= Personnel Reliability Program =

Psychological evaluation of US DoD personnel

The Personnel Reliability Program (PRP) is a United States Department of Defense security, medical and psychological evaluation program, designed to permit only the most trustworthy individuals to have access to nuclear weapons (NPRP), chemical weapons (CPRP), and biological weapons (BPRP).

The program was first instituted for nuclear weapons during the Cold War; it was later extended to the realm of chemical and biological workers. Among its goals are, (Quoting from DOD Directive 5210.42)

1. The Department of Defense shall support the national security of the United States by maintaining an effective nuclear deterrent while protecting the public health, safety, and environment. For that reason, nuclear-weapons require special consideration because of their policy implications and military importance, their destructive power, and the political consequences of an accident or an unauthorized act. The safety, security, control, and effectiveness of nuclear weapons are of paramount importance to the security of the United States.
2. Nuclear weapons shall not be subject to loss, theft, sabotage, unauthorized use, unauthorized destruction, unauthorized disablement, jettison, or accidental damage.
3. Only those personnel who have demonstrated the highest degree of individual reliability for allegiance, trustworthiness, conduct, behavior, and responsibility shall be allowed to perform duties associated with nuclear weapons, and they shall be continuously evaluated for adherence to PRP standards.
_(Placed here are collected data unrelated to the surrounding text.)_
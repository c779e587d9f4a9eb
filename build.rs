//! Build script: embeds the scaffold version via `SCAFFOLD_VERSION`.

use std::process::Command;

fn main() {
    // SCAFFOLD_VERSION wins when set (release builds); otherwise ask git.
    if let Ok(version) = std::env::var("SCAFFOLD_VERSION") {
        println!("cargo:rustc-env=SCAFFOLD_VERSION={version}");
    } else if let Ok(output) = Command::new("git")
        .args(["describe", "--tags", "--always", "--dirty"])
        .output()
        && output.status.success()
    {
        let version = String::from_utf8_lossy(&output.stdout).trim().to_string();
        println!("cargo:rustc-env=SCAFFOLD_VERSION={version}");
    }

    println!("cargo:rerun-if-changed=.git/HEAD");
    println!("cargo:rerun-if-changed=.git/refs/");
    println!("cargo:rerun-if-env-changed=SCAFFOLD_VERSION");
}
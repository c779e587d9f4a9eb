//! Removal of a destination.
use super::helpers::fs::remove_existing;
use super::{Applicable, Applied, REMOVE_TEMPLATE, ResourceChange, interpolator_for};
use crate::error::OperationError;
use crate::operations::FileSystemOps;
use crate::scaffold::path::ScaffoldFilePath;

/// Delete whatever exists at the destination.
///
/// An absent destination is not an error; the status line is the same
/// either way.
#[derive(Debug, Clone, PartialEq, Eq)]
pub struct RemoveOp {
    /// Destination to delete.
    pub destination: ScaffoldFilePath,
}

impl RemoveOp {
    /// Create a remove operation.
    #[must_use]
    pub const fn new(destination: ScaffoldFilePath) -> Self {
        Self { destination }
    }
}

impl Applicable for RemoveOp {
    fn describe(&self) -> String {
        interpolator_for(&self.destination, None).interpolate(REMOVE_TEMPLATE)
    }

    fn apply(&self, fs: &dyn FileSystemOps) -> Result<Applied, OperationError> {
        let removed = remove_existing(
            fs,
            self.destination.full_path(),
            self.destination.rel_path(),
        )?;
        let change = if removed {
            ResourceChange::Applied
        } else {
            ResourceChange::AlreadyCorrect
        };
        Ok(Applied::new(change, self.describe()))
    }

    fn preview(&self, fs: &dyn FileSystemOps) -> Applied {
        let change = if fs.exists(self.destination.full_path()) {
            ResourceChange::Applied
        } else {
            ResourceChange::AlreadyCorrect
        };
        Applied::new(change, self.describe())
    }
}
//! Helpers shared by operation implementations.
pub mod fs;
//! File-system resource helpers.
use std::path::{Component, Path, PathBuf};

use crate::error::OperationError;
use crate::operations::FileSystemOps;

/// Ensure the parent directory of `path` exists, creating it (and any
/// ancestors) if necessary.
///
/// This is a shared helper for operation `apply()` methods that need to
/// create parent directories before writing a file or symlink.
///
/// # Errors
///
/// Returns [`OperationError::CreateDirFailed`] if the directory cannot be
/// created.
pub fn ensure_parent_dir(fs: &dyn FileSystemOps, path: &Path) -> Result<(), OperationError> {
    match path.parent() {
        Some(parent) if !parent.as_os_str().is_empty() && !fs.exists(parent) => fs
            .create_dir_all(parent)
            .map_err(|source| OperationError::CreateDirFailed {
                path: parent.display().to_string(),
                source,
            }),
        _ => Ok(()),
    }
}

/// Remove whatever exists at `path`, including broken symlinks.
///
/// Does nothing if `path` does not exist. `display` is the project-relative
/// form used in the error.
///
/// # Errors
///
/// Returns [`OperationError::RemoveFailed`] if the path exists but cannot be
/// removed.
pub fn remove_existing(
    fs: &dyn FileSystemOps,
    path: &Path,
    display: &str,
) -> Result<bool, OperationError> {
    if !fs.exists(path) {
        return Ok(false);
    }
    fs.remove(path)
        .map_err(|source| OperationError::RemoveFailed {
            dest: display.to_string(),
            source,
        })?;
    Ok(true)
}

/// Path to `target` expressed relative to the directory `base`.
///
/// Both paths are expected to be absolute and free of `..` components; the
/// result walks up out of `base` with `..` until the common ancestor and
/// then down into `target`.
///
/// # Examples
///
/// ```
/// use std::path::{Path, PathBuf};
/// use scaffold_files::resources::helpers::fs::relative_path;
///
/// assert_eq!(
///     relative_path(Path::new("/p/vendor/core/robots.txt"), Path::new("/p/web")),
///     PathBuf::from("../vendor/core/robots.txt")
/// );
/// ```
#[must_use]
pub fn relative_path(target: &Path, base: &Path) -> PathBuf {
    let target: Vec<Component<'_>> = target.components().collect();
    let base: Vec<Component<'_>> = base.components().collect();
    let common = target
        .iter()
        .zip(base.iter())
        .take_while(|(a, b)| a == b)
        .count();

    let mut relative = PathBuf::new();
    for _ in common..base.len() {
        relative.push(Component::ParentDir);
    }
    for component in target.iter().skip(common) {
        relative.push(component);
    }
    if relative.as_os_str().is_empty() {
        relative.push(Component::CurDir);
    }
    relative
}
//! Command: print version information.
use crate::logging::Log;

/// Version string baked in at build time.
#[must_use]
pub fn version() -> &'static str {
    option_env!("SCAFFOLD_VERSION").unwrap_or(env!("CARGO_PKG_VERSION"))
}

/// Print the scaffold version.
pub fn run(log: &dyn Log) {
    log.info(&format!("scaffold {}", version()));
}
//! Error types emitted by the block layer.
//!
//! Protocol-level failures are never surfaced as errors here; the engine
//! answers them with synthesized responses (see
//! [`engine`](crate::block::engine)). Only construction-time validation is
//! fallible.

use thiserror::Error;

/// Rejected block-size values.
#[derive(Clone, Copy, Debug, Error, PartialEq, Eq)]
pub enum BlockSizeError {
    /// The value is not on the power-of-two block lattice.
    #[error("invalid block size {value}: must be a power of two in 16..=1024")]
    Invalid { value: usize },
}
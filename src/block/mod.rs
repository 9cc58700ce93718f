//! Blockwise-transfer session engine.
//!
//! This module collects the domain types of the block layer. Each
//! sub-module focuses on a single concept to keep the code small and easy
//! to audit while still providing a cohesive API at the crate root: the
//! block-option primitives, the per-payload fragment and transfer state,
//! the session store keyed by exchange identity, and the engine exposing
//! the direction-specific entry points.

pub mod config;
pub mod engine;
pub mod error;
pub mod fragment;
pub mod key;
pub mod options;
pub mod store;
pub mod transfer;

pub use config::BlockConfig;
pub use engine::{BlockEngine, content_format_error, incomplete_response};
pub use error::BlockSizeError;
pub use fragment::PayloadFragment;
pub use key::ExchangeKey;
pub use options::{BlockOptions, BlockSize};
pub use store::SessionStore;
pub use transfer::TransferState;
The PRP evaluates many aspects of the individual's work life and home life. Any disruption of these, or severe deviation from an established norm would be cause to deny access. The denial might be temporary or permanent. However, the policy does explicitly state,

The denial of eligibility or the revocation of certification for assignment to PRP positions is neither a punitive measure nor the basis for disciplinary action. The failure of an individual to be certified for assignment to PRP duties does not necessarily reflect unfavorably on the individual's suitability for assignment to other duties.

In certain instances officers and enlisted personnel certified under PRP have been punished for information that also disqualifies them from the program. The suspension from, or indeed the permanent removal of an individual from the program in it itself does not represent a punitive measure.